Konrad Malik
Konrad Malik

Reputation: 76

NGINX on Docker Swarm to serve multiple applicaions on the same port

I know that similar questions have been asked, but none of the topics, articles and blogs that I found allowed me to resolve my issue. Let me be very straightforward and specific here:

1. What I have:

Docker Swarm cluster (1 local node), NGINX as a reverse proxy, and for the sake of this example: apache, spark, rstudio and jupyter notebook containers.

2. What I want:

I want to set up NGINX to that I can expose to the host only one port (80 - NGINX) and serve these 4 applications through NGINX over the same port (80) but different paths. On my local dev environment I want apache to be accesible on "127.0.0.1/apache", rstudio under "127.0.0.1/rstudio", spark UI under "127.0.0.1/spark" and jupyter under "127.0.0.1/jupyter". All these applications use different ports internally, this is not a problem (apache - 80, spark - 8080, rstudio - 8787, jupyter - 8888). I want them to use the same port externally, on the host.

3. What I don't have:

I don't have and won't have a domain name. My stack should be able to work when all I have is a public IP to the server or multiple servers that I own. No domain name. I saw multiple examples on how to do things that I want to do using hostnames, I don't want that. I want to acces my stack only by IP and path, for example 123.123.123.123/jupyter.

4. What I came up with:

And now to my actual problem - I have a partialy working solution. Concretely, apache and rstudio are working ok, jupyter and spark are not. By not I mean that jupyter redirections are causing problems. When I go to 127.0.0.1/jupyter I am being redirected to the login page, but instead of redirecting to 127.0.0.1/jupyter/tree, it redirects me to 127.0.0.1/tree, which of course does not exist.
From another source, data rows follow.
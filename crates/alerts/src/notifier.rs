//! Outbound notifications to the configured chat.

use crate::telegram::{BotIdentity, MessagingProvider};
use ratewatch_core::RetryPolicy;
use std::sync::Arc;
use tracing::{debug, error, info};

/// Sends messages to the single recipient chat.
pub struct Notifier {
    provider: Arc<dyn MessagingProvider>,
    chat_id: String,
    retry: RetryPolicy,
}

impl std::fmt::Debug for Notifier {
    fn fmt(&self, f: &mut std::fmt::Formatter<'_>) -> std::fmt::Result {
        f.debug_struct("Notifier")
            .field("chat_id", &self.chat_id)
            .field("retry", &self.retry)
            .finish()
    }
}

impl Notifier {
    pub fn new(provider: Arc<dyn MessagingProvider>, chat_id: impl Into<String>, retry: RetryPolicy) -> Self {
        Self {
            provider,
            chat_id: chat_id.into(),
            retry,
        }
    }

    pub fn chat_id(&self) -> &str {
        &self.chat_id
    }

    /// Send `text`, retrying per policy. Returns false once attempts are
    /// exhausted; never fails the caller.
    pub async fn send(&self, text: &str) -> bool {
        let provider = &self.provider;
        let chat_id = self.chat_id.as_str();
        let result = self
            .retry
            .run("send_message", move || provider.send_message(chat_id, text))
            .await;

        match result {
            Ok(()) => {
                let preview: String = text.chars().take(50).collect();
                debug!(preview = %preview, "Message sent");
                true
            }
            Err(e) => {
                error!(error = %e, "Failed to send message");
                false
            }
        }
    }

    /// Probe the bot token with `getMe` and log the outcome.
    ///
    /// Diagnostic only: a failure is logged and startup continues.
    pub async fn verify_connectivity(&self) -> Option<BotIdentity> {
        match self.provider.get_me().await {
            Ok(identity) => {
                info!(
                    bot_id = identity.id,
                    username = identity.username.as_deref().unwrap_or("-"),
                    "Connected to Telegram bot"
                );
                Some(identity)
            }
            Err(e) => {
                error!(error = %e, "Could not connect to Telegram bot");
                None
            }
        }
    }
}

#[cfg(test)]
mod tests {
    use super::*;
    use crate::testing::FakeMessenger;
    use crate::TelegramError;
    use pretty_assertions::assert_eq;
    use std::time::Duration;

    fn notifier(messenger: Arc<FakeMessenger>) -> Notifier {
        Notifier::new(messenger, "222222222", RetryPolicy::new(3, Duration::from_secs(30)))
    }

    #[tokio::test(start_paused = true)]
    async fn test_send_success() {
        let messenger = FakeMessenger::new();
        assert!(notifier(messenger.clone()).send("hello").await);
        assert_eq!(messenger.sent(), vec![("222222222".to_string(), "hello".to_string())]);
    }

    #[tokio::test(start_paused = true)]
    async fn test_send_retries_then_succeeds() {
        let messenger = FakeMessenger::new();
        messenger.fail_next_sends(2);
        assert!(notifier(messenger.clone()).send("hello").await);
        assert_eq!(messenger.send_attempts(), 3);
        assert_eq!(messenger.sent().len(), 1);
    }

    #[tokio::test(start_paused = true)]
    async fn test_send_returns_false_after_exhaustion() {
        let messenger = FakeMessenger::new();
        messenger.fail_next_sends(5);
        assert!(!notifier(messenger.clone()).send("hello").await);
        assert_eq!(messenger.send_attempts(), 3);
        assert!(messenger.sent().is_empty());
    }

    #[tokio::test]
    async fn test_verify_connectivity() {
        let messenger = FakeMessenger::new();
        let identity = notifier(messenger.clone()).verify_connectivity().await.unwrap();
        assert_eq!(identity.username.as_deref(), Some("fake_bot"));

        messenger.set_get_me_error(TelegramError::Status(401));
        assert!(notifier(messenger).verify_connectivity().await.is_none());
    }
}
Spark UI won't render properly, beacuse all css and js files are under 127.0.0.1/spark/some.css, but spark UI tries to get them from 127.0.0.1/some.css and the same story is basically with all other dashboards

In my actual stack I have more services like hue, kafdrop etc. and none of them work. Actually the only things that work are apache, tomcat and rstudio. I'm suprised that rstudio works without problems with authentication, logging in, out etc. It is completely ok. I actually have no idea why it works, when everything else fails.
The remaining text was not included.